[AVAILABLE DATA Boundary: Start]
//! Attack queue and phase driver
//!
//! Attacks are declared up front, validated against the attacker and its
//! weapon, then resolved in declaration order when a phase they care
//! about runs. Swarm continuations returned by the engine are resolved
//! immediately, before the next queued attack activates.

use crate::attack::declaration::AttackDeclaration;
use crate::attack::dispatch::select_strategy;
use crate::attack::engine::{self, ActivationOutcome, QueuedAttack, Resolution};
use crate::core::error::{FusilladeError, Result};
use crate::core::types::{AttackHandle, CombatPhase};
use crate::dice::Dice;
use crate::report::Report;
use crate::rules::RulesData;
use crate::world::World;
use tracing::debug;

/// Declared attacks awaiting resolution
#[derive(Debug, Default)]
pub struct AttackQueue {
    queued: Vec<QueuedAttack>,
    next_handle: u32,
}

impl AttackQueue {
    pub fn new() -> Self {
        Self::default()
    }

    pub fn len(&self) -> usize {
        self.queued.len()
    }

    pub fn is_empty(&self) -> bool {
        self.queued.is_empty()
    }

    /// Attacks still waiting, in resolution order
    pub fn pending(&self) -> &[QueuedAttack] {
        &self.queued
    }

    /// Validate a declaration and enqueue it
    ///
    /// The attacker and weapon slot must exist now; everything else
    /// (range, ammunition, target state) is judged at resolution time so
    /// the narration can explain what went wrong.
    pub fn declare(&mut self, world: &World, declaration: AttackDeclaration) -> Result<AttackHandle> {
        let attacker = world.unit(declaration.attacker)?;
        if !attacker.is_alive() {
            return Err(FusilladeError::InvalidDeclaration(format!(
                "{} is out of action and cannot declare attacks",
                attacker.name
            )));
        }
        let mount = attacker
            .weapon(declaration.weapon_slot)
            .ok_or(FusilladeError::WeaponNotMounted {
                unit: declaration.attacker,
                slot: declaration.weapon_slot,
            })?;

        let strategy = select_strategy(&declaration, &mount.spec);
        let handle = self.take_handle();
        debug!(
            attacker = %attacker.name,
            weapon = %mount.spec.name,
            ?strategy,
            handle = handle.0,
            "attack declared"
        );
        self.queued.push(QueuedAttack {
            handle,
            declaration,
            strategy,
            announced: false,
        });
        Ok(handle)
    }

    /// Run one phase to completion and return its narration
    ///
    /// Attacks that do not care about this phase stay queued untouched.
    /// Finished attacks leave the queue; their swarm continuations are
    /// chased to exhaustion before the next queued attack activates.
    pub fn resolve_phase(
        &mut self,
        phase: CombatPhase,
        world: &mut World,
        rules: &RulesData,
        dice: &mut Dice,
    ) -> Result<Report> {
        world.begin_phase(phase);
        let mut report = Report::new();
        let pending = std::mem::take(&mut self.queued);
        let mut kept = Vec::new();

        for mut attack in pending {
            let mut outcome =
                engine::resolve_activation(&mut attack, phase, world, rules, dice, &mut report)?;
            if outcome.resolution == Resolution::KeepQueued {
                kept.push(attack);
            }

            while let Some(continuation) = outcome.continuation.take() {
                outcome = self.resolve_continuation(continuation, phase, world, rules, dice, &mut report)?;
            }
        }

        self.queued = kept;
        Ok(report)
    }

    /// Drive every phase of a round in order, then advance the round
    pub fn resolve_round(
        &mut self,
        world: &mut World,
        rules: &RulesData,
        dice: &mut Dice,
    ) -> Result<Report> {
        let mut report = Report::new();
        for phase in CombatPhase::sequence() {
            report.extend(self.resolve_phase(phase, world, rules, dice)?);
        }
        world.end_round();
        Ok(report)
    }

    /// Drop everything still queued, reporting nothing
    pub fn clear(&mut self) {
        self.queued.clear();
    }

    fn resolve_continuation(
        &mut self,
        declaration: AttackDeclaration,
        phase: CombatPhase,
        world: &mut World,
        rules: &RulesData,
        dice: &mut Dice,
        report: &mut Report,
    ) -> Result<ActivationOutcome> {
        let strategy = {
            let attacker = world.unit(declaration.attacker)?;
            let mount = attacker
                .weapon(declaration.weapon_slot)
                .ok_or(FusilladeError::WeaponNotMounted {
                    unit: declaration.attacker,
                    slot: declaration.weapon_slot,
                })?;
            select_strategy(&declaration, &mount.spec)
        };
        let mut chained = QueuedAttack {
            handle: self.take_handle(),
            declaration,
            strategy,
            announced: false,
        };
        engine::resolve_activation(&mut chained, phase, world, rules, dice, report)
    }

    fn take_handle(&mut self) -> AttackHandle {
        let handle = AttackHandle(self.next_handle);
        self.next_handle += 1;
        handle
    }
}

#[cfg(test)]
mod tests {
    use super::*;
    use crate::attack::declaration::{FiringMode, TargetRef};
    use crate::attack::strategy::ResolutionStrategy;
    use crate::catalog::WeaponSpec;
    use crate::core::config::GameOptions;
    use crate::report::ReportKind;
    use crate::world::HexCoord;

    fn arena() -> (World, RulesData) {
        let world = World::new(GameOptions::default());
        let rules = RulesData::builtin().unwrap();
        (world, rules)
    }

    #[test]
    fn test_declare_rejects_unknown_attacker() {
        let (world, _) = arena();
        let mut queue = AttackQueue::new();
        let ghost = crate::core::types::UnitId::new();
        let decl = AttackDeclaration::new(ghost, TargetRef::Hex(HexCoord::new(0, 0)), 0);
        assert!(queue.declare(&world, decl).is_err());
    }

    #[test]
    fn test_declare_rejects_missing_weapon_slot() {
        let (mut world, _) = arena();
        let shooter = world.add_unit(crate::world::Unit::trooper(
            "Shooter",
            crate::core::types::TeamId(0),
            HexCoord::new(0, 0),
        ));
        let mut queue = AttackQueue::new();
        let decl = AttackDeclaration::new(shooter, TargetRef::Hex(HexCoord::new(1, 0)), 3);
        let err = queue.declare(&world, decl);
        assert!(matches!(
            err,
            Err(FusilladeError::WeaponNotMounted { slot: 3, .. })
        ));
    }

    #[test]
    fn test_phase_gate_holds_firing_attacks_through_offboard() {
        let (mut world, rules) = arena();
        let mut dice = Dice::seeded(11);
        let shooter_id = {
            let mut unit =
                crate::world::Unit::trooper("Shooter", crate::core::types::TeamId(0), HexCoord::new(0, 0));
            unit.add_weapon(WeaponSpec::medium_laser());
            world.add_unit(unit)
        };
        let target_id = world.add_unit(crate::world::Unit::trooper(
            "Target",
            crate::core::types::TeamId(1),
            HexCoord::new(3, 0),
        ));

        let mut queue = AttackQueue::new();
        queue
            .declare(&world, AttackDeclaration::new(shooter_id, TargetRef::Unit(target_id), 0))
            .unwrap();

        let offboard = queue
            .resolve_phase(CombatPhase::Offboard, &mut world, &rules, &mut dice)
            .unwrap();
        assert!(offboard.is_empty());
        assert_eq!(queue.len(), 1);

        let firing = queue
            .resolve_phase(CombatPhase::Firing, &mut world, &rules, &mut dice)
            .unwrap();
        assert!(firing.contains_kind(ReportKind::AttackAnnounced));
        assert!(queue.is_empty());
    }

    #[test]
    fn test_designator_resolves_in_offboard() {
        let (mut world, rules) = arena();
        let mut dice = Dice::seeded(7);
        let spotter_id = {
            let mut unit =
                crate::world::Unit::trooper("Spotter", crate::core::types::TeamId(0), HexCoord::new(0, 0));
            unit.add_weapon(WeaponSpec::tag());
            world.add_unit(unit)
        };
        let target_id = world.add_unit(crate::world::Unit::trooper(
            "Mark",
            crate::core::types::TeamId(1),
            HexCoord::new(4, 0),
        ));

        let mut queue = AttackQueue::new();
        let handle = queue
            .declare(&world, AttackDeclaration::new(spotter_id, TargetRef::Unit(target_id), 0))
            .unwrap();
        assert_eq!(queue.pending()[0].handle, handle);
        assert_eq!(queue.pending()[0].strategy, ResolutionStrategy::Designation);

        let offboard = queue
            .resolve_phase(CombatPhase::Offboard, &mut world, &rules, &mut dice)
            .unwrap();
        assert!(offboard.contains_kind(ReportKind::DesignationMarked));
        assert!(queue.is_empty());
        assert_eq!(world.designations_for(target_id).count(), 1);
    }

    #[test]
    fn test_resolution_follows_declaration_order() {
        let (mut world, rules) = arena();
        let mut dice = Dice::seeded(3);
        let mut ids = Vec::new();
        for name in ["First", "Second"] {
            let mut unit =
                crate::world::Unit::trooper(name, crate::core::types::TeamId(0), HexCoord::new(0, 0));
            unit.add_weapon(WeaponSpec::medium_laser());
            ids.push(world.add_unit(unit));
        }
        let target_id = world.add_unit(crate::world::Unit::trooper(
            "Target",
            crate::core::types::TeamId(1),
            HexCoord::new(2, 0),
        ));

        let mut queue = AttackQueue::new();
        for &id in &ids {
            queue
                .declare(&world, AttackDeclaration::new(id, TargetRef::Unit(target_id), 0))
                .unwrap();
        }

        let report = queue
            .resolve_phase(CombatPhase::Firing, &mut world, &rules, &mut dice)
            .unwrap();
        let announcements: Vec<_> = report.of_kind(ReportKind::AttackAnnounced).collect();
        assert_eq!(announcements.len(), 2);
        assert!(announcements[0].text.starts_with("First"));
        assert!(announcements[1].text.starts_with("Second"));
    }

    #[test]
    fn test_dual_mode_designation_records_priority_two() {
        let (mut world, rules) = arena();
        let mut dice = Dice::seeded(5);
        let spotter_id = {
            let mut unit =
                crate::world::Unit::trooper("Spotter", crate::core::types::TeamId(0), HexCoord::new(0, 0));
            unit.add_weapon(WeaponSpec::tag());
            world.add_unit(unit)
        };
        let target_id = world.add_unit(crate::world::Unit::trooper(
            "Mark",
            crate::core::types::TeamId(1),
            HexCoord::new(3, 0),
        ));

        let mut queue = AttackQueue::new();
        queue
            .declare(
                &world,
                AttackDeclaration::new(spotter_id, TargetRef::Unit(target_id), 0)
                    .with_mode(FiringMode::Dual),
            )
            .unwrap();
        queue
            .resolve_phase(CombatPhase::Offboard, &mut world, &rules, &mut dice)
            .unwrap();

        let recorded: Vec<_> = world.designations_for(target_id).collect();
        assert_eq!(recorded.len(), 1);
        assert_eq!(recorded[0].priority, 2);
    }
}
[AVAILABLE DATA Boundary: End]
_WHAT YOU WILL DO_:
Where the word "Result" appears in a line of the listing, that line is counted once; give the total alone.

_THE COMPLETED TASK_:
5